What is needed is the whole of the data, set down exactly.

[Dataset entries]
--- START ---

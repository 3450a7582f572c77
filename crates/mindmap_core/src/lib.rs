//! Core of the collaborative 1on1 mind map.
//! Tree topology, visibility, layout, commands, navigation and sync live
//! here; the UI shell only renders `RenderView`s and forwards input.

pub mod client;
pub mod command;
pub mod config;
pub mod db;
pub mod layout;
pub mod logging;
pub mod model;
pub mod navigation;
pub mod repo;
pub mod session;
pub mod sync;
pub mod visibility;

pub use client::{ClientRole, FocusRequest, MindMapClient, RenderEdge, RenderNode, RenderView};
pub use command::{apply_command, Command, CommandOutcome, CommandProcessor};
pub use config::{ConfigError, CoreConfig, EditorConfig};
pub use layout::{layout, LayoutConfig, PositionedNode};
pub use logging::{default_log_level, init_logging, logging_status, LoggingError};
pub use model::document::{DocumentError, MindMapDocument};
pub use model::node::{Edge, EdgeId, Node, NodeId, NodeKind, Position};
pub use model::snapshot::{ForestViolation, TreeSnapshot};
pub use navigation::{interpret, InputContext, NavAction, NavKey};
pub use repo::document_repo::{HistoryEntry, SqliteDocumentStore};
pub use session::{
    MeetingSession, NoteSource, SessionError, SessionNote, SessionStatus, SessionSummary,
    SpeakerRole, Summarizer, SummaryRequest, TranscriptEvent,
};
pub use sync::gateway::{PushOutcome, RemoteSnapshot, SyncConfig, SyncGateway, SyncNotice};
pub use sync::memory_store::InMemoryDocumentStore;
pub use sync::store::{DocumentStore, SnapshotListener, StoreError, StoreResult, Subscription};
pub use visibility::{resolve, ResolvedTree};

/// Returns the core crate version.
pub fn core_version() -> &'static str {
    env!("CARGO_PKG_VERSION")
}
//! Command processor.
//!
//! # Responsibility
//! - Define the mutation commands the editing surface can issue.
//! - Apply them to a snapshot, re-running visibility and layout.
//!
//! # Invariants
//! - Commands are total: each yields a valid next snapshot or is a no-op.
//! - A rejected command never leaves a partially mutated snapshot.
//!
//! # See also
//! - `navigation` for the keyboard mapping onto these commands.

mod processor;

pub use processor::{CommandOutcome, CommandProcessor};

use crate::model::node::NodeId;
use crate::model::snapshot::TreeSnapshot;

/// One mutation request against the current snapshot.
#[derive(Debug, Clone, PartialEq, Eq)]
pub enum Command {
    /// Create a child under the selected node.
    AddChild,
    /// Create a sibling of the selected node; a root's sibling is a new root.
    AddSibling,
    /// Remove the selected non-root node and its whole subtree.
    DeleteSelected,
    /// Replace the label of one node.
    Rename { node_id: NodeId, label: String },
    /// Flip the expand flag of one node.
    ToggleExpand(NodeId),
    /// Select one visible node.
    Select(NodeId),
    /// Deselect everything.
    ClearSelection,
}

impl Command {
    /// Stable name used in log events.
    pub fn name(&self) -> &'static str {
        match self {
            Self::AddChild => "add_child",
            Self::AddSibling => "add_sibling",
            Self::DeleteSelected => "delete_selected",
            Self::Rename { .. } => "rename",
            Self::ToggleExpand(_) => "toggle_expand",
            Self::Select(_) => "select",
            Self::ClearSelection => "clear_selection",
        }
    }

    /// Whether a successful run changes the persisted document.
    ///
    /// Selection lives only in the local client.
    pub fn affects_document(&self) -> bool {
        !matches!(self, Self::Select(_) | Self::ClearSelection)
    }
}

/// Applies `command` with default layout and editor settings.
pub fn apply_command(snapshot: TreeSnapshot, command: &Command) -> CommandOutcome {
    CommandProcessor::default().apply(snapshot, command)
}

--- END ---

**Problem solution:**
repository 3450a7582f572c77
filename crates/mindmap_core/src/lib.rs
//! Core of the collaborative 1on1 mind map.
//! Tree topology, visibility, layout, commands, navigation and sync live
//! here; the UI shell only renders `RenderView`s and forwards input.

pub mod client;
pub mod command;
pub mod config;
pub mod db;
pub mod layout;
pub mod logging;
pub mod model;
pub mod navigation;
pub mod repo;
pub mod session;
pub mod sync;
pub mod visibility;

pub use client::{ClientRole, FocusRequest, MindMapClient, RenderEdge, RenderNode, RenderView};
pub use command::{apply_command, Command, CommandOutcome, CommandProcessor};
pub use config::{ConfigError, CoreConfig, EditorConfig};
pub use layout::{layout, LayoutConfig, PositionedNode};
pub use logging::{default_log_level, init_logging, logging_status, LoggingError};
pub use model::document::{DocumentError, MindMapDocument};
pub use model::node::{Edge, EdgeId, Node, NodeId, NodeKind, Position};
pub use model::snapshot::{ForestViolation, TreeSnapshot};
pub use navigation::{interpret, InputContext, NavAction, NavKey};
pub use repo::document_repo::{HistoryEntry, SqliteDocumentStore};
pub use session::{
    MeetingSession, NoteSource, SessionError, SessionNote, SessionStatus, SessionSummary,
    SpeakerRole, Summarizer, SummaryRequest, TranscriptEvent,
};
pub use sync::gateway::{PushOutcome, RemoteSnapshot, SyncConfig, SyncGateway, SyncNotice};
pub use sync::memory_store::InMemoryDocumentStore;
pub use sync::store::{DocumentStore, SnapshotListener, StoreError, StoreResult, Subscription};
pub use visibility::{resolve, ResolvedTree};

/// Returns the core crate version.
pub fn core_version() -> &'static str {
    env!("CARGO_PKG_VERSION")
}
//! Command processor.
//!
//! # Responsibility
//! - Define the mutation commands the editing surface can issue.
//! - Apply them to a snapshot, re-running visibility and layout.
//!
//! # Invariants
//! - Commands are total: each yields a valid next snapshot or is a no-op.
//! - A rejected command never leaves a partially mutated snapshot.
//!
//! # See also
//! - `navigation` for the keyboard mapping onto these commands.

mod processor;

pub use processor::{CommandOutcome, CommandProcessor};

use crate::model::node::NodeId;
use crate::model::snapshot::TreeSnapshot;

/// One mutation request against the current snapshot.
#[derive(Debug, Clone, PartialEq, Eq)]
pub enum Command {
    /// Create a child under the selected node.
    AddChild,
    /// Create a sibling of the selected node; a root's sibling is a new root.
    AddSibling,
    /// Remove the selected non-root node and its whole subtree.
    DeleteSelected,
    /// Replace the label of one node.
    Rename { node_id: NodeId, label: String },
    /// Flip the expand flag of one node.
    ToggleExpand(NodeId),
    /// Select one visible node.
    Select(NodeId),
    /// Deselect everything.
    ClearSelection,
}

impl Command {
    /// Stable name used in log events.
    pub fn name(&self) -> &'static str {
        match self {
            Self::AddChild => "add_child",
            Self::AddSibling => "add_sibling",
            Self::DeleteSelected => "delete_selected",
            Self::Rename { .. } => "rename",
            Self::ToggleExpand(_) => "toggle_expand",
            Self::Select(_) => "select",
            Self::ClearSelection => "clear_selection",
        }
    }

    /// Whether a successful run changes the persisted document.
    ///
    /// Selection lives only in the local client.
    pub fn affects_document(&self) -> bool {
        !matches!(self, Self::Select(_) | Self::ClearSelection)
    }
}

/// Applies `command` with default layout and editor settings.
pub fn apply_command(snapshot: TreeSnapshot, command: &Command) -> CommandOutcome {
    CommandProcessor::default().apply(snapshot, command)
}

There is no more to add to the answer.